* Aim of the exercise *
Quote every line from the top of the listing down to and including the line that contains "Default, Serialize, Deserialize)]".

^^^^^^^^^^^^^^^^

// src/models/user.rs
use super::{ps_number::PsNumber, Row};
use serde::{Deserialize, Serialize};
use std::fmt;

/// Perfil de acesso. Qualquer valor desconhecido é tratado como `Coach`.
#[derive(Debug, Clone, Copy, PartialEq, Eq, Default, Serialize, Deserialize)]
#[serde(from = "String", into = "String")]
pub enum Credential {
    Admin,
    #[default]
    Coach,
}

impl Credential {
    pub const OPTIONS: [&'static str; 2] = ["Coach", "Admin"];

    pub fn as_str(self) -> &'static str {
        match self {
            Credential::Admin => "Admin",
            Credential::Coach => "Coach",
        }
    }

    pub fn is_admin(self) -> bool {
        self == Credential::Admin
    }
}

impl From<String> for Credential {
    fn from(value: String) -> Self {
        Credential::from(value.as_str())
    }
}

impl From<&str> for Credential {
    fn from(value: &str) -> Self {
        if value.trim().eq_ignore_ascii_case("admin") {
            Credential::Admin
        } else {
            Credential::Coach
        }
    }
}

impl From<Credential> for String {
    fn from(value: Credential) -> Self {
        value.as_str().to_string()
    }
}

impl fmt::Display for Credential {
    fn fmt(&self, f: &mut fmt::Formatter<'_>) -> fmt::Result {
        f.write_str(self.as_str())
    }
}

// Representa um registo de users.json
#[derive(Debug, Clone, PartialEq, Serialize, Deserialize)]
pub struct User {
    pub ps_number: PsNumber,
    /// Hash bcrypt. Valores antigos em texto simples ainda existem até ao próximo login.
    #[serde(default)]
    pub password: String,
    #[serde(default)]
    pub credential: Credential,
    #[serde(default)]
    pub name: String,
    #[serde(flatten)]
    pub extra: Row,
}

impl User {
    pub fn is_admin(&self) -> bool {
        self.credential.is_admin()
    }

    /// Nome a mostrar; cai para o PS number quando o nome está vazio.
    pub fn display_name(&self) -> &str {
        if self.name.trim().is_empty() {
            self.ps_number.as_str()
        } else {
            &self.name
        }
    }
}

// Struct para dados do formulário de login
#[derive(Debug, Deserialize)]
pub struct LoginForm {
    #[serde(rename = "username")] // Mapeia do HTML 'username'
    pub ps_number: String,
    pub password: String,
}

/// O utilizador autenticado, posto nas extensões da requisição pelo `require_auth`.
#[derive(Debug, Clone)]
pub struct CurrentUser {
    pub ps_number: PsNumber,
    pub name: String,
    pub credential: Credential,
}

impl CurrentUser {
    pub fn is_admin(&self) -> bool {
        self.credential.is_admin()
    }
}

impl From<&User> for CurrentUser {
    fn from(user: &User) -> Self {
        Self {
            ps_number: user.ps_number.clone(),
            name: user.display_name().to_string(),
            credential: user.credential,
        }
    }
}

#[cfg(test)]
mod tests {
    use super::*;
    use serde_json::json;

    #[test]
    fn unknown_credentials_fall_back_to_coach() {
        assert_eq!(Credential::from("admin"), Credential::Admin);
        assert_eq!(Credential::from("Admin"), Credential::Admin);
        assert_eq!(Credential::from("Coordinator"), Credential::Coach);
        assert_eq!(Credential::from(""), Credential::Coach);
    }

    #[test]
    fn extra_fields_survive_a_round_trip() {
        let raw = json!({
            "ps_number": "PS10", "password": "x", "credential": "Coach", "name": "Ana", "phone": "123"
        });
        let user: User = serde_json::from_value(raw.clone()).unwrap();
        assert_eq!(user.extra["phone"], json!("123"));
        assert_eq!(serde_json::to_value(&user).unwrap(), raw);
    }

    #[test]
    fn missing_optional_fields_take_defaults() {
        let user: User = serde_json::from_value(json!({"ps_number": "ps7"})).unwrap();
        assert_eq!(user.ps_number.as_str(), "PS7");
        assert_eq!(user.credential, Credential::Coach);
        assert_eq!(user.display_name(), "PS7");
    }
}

^^^^^^^^^^^^^^^^

* Output for this task *
// src/models/user.rs
use super::{ps_number::PsNumber, Row};
use serde::{Deserialize, Serialize};
use std::fmt;

/// Perfil de acesso. Qualquer valor desconhecido é tratado como `Coach`.
#[derive(Debug, Clone, Copy, PartialEq, Eq, Default, Serialize, Deserialize)]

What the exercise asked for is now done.